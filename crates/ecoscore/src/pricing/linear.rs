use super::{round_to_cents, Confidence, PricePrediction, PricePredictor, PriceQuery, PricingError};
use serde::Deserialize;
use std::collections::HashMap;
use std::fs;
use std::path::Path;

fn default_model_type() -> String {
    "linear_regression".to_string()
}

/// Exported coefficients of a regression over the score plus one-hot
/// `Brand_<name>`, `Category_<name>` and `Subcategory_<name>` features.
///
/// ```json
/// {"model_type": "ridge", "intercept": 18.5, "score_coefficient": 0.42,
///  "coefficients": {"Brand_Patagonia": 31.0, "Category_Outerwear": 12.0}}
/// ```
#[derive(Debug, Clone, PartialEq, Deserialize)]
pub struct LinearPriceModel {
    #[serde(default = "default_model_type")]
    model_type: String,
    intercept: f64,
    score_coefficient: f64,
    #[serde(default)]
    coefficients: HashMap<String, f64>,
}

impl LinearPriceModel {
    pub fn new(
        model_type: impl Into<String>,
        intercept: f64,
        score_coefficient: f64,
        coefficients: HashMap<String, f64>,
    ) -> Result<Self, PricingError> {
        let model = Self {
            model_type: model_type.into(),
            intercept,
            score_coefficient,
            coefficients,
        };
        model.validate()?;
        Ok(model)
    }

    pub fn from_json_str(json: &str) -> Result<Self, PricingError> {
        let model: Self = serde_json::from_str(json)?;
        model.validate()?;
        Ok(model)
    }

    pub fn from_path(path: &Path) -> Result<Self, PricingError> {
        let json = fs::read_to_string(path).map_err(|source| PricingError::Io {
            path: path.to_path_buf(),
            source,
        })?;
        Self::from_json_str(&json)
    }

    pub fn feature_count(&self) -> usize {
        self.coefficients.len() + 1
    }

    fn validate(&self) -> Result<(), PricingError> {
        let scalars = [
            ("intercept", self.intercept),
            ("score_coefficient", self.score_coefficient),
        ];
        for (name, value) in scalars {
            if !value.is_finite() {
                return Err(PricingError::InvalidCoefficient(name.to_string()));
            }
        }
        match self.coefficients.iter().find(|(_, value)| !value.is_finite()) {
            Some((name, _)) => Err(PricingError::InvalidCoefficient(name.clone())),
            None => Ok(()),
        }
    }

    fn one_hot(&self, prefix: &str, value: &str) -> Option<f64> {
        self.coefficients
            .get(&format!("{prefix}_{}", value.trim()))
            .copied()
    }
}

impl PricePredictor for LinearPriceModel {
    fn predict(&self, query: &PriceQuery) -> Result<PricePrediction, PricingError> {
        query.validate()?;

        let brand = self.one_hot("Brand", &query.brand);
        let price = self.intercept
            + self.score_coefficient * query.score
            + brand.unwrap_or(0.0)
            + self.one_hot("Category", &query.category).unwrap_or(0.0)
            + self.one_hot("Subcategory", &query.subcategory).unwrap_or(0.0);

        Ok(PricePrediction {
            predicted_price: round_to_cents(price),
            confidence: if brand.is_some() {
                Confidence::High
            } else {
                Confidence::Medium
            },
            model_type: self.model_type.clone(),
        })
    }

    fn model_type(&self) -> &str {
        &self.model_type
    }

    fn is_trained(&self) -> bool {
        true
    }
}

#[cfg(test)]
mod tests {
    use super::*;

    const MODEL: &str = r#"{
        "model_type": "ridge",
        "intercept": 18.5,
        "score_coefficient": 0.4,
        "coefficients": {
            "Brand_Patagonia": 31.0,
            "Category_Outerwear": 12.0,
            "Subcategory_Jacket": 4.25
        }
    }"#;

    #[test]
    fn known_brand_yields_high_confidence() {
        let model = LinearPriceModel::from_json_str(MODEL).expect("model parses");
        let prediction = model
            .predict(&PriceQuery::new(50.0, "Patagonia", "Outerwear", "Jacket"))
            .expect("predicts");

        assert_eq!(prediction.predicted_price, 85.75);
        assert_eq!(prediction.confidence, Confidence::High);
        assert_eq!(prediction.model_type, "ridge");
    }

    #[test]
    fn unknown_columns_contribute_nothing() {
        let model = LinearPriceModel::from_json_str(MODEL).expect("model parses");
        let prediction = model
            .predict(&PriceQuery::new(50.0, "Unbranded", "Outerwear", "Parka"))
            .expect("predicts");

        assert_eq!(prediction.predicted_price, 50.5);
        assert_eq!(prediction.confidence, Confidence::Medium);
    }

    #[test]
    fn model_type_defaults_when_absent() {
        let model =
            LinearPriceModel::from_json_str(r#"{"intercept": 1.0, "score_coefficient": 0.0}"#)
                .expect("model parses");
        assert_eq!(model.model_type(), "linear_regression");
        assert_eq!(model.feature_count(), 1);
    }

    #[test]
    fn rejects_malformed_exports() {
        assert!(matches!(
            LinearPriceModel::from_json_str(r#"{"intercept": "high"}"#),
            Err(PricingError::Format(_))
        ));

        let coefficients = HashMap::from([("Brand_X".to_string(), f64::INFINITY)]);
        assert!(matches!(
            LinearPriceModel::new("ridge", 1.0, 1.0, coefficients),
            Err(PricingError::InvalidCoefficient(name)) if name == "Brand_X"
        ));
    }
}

- - - - - - -

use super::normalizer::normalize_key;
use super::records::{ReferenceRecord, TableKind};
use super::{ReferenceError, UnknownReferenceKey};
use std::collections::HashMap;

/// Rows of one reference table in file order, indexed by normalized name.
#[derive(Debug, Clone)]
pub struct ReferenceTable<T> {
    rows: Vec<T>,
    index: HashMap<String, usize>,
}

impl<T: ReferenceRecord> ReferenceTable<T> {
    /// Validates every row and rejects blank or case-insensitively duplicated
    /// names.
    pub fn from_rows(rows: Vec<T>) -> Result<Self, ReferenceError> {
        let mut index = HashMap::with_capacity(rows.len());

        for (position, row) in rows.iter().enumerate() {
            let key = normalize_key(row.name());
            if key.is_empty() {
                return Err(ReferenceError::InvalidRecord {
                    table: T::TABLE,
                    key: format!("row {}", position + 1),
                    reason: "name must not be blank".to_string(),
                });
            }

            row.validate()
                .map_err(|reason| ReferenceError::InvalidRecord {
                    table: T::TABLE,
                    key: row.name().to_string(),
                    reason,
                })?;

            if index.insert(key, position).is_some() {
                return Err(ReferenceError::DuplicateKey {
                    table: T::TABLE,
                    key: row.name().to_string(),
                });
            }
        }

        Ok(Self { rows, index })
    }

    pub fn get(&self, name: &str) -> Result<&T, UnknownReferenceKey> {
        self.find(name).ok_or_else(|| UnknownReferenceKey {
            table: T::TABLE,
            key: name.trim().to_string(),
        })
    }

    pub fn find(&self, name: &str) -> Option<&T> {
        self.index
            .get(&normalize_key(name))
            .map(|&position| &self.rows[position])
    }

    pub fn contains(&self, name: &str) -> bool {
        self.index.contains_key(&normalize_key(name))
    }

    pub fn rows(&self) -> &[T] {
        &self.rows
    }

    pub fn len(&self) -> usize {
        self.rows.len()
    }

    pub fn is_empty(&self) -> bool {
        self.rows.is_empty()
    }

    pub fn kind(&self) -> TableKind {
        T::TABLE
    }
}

- - - - - - -

* **Action item**:
What is needed is an exact copy of the lines above, from the one containing "return Err(PricingError::InvalidCoefficient(name.to_string()));" through the one containing "let price = self.intercept", with nothing added.

* **Task result**:
                return Err(PricingError::InvalidCoefficient(name.to_string()));
            }
        }
        match self.coefficients.iter().find(|(_, value)| !value.is_finite()) {
            Some((name, _)) => Err(PricingError::InvalidCoefficient(name.clone())),
            None => Ok(()),
        }
    }

    fn one_hot(&self, prefix: &str, value: &str) -> Option<f64> {
        self.coefficients
            .get(&format!("{prefix}_{}", value.trim()))
            .copied()
    }
}

impl PricePredictor for LinearPriceModel {
    fn predict(&self, query: &PriceQuery) -> Result<PricePrediction, PricingError> {
        query.validate()?;

        let brand = self.one_hot("Brand", &query.brand);
        let price = self.intercept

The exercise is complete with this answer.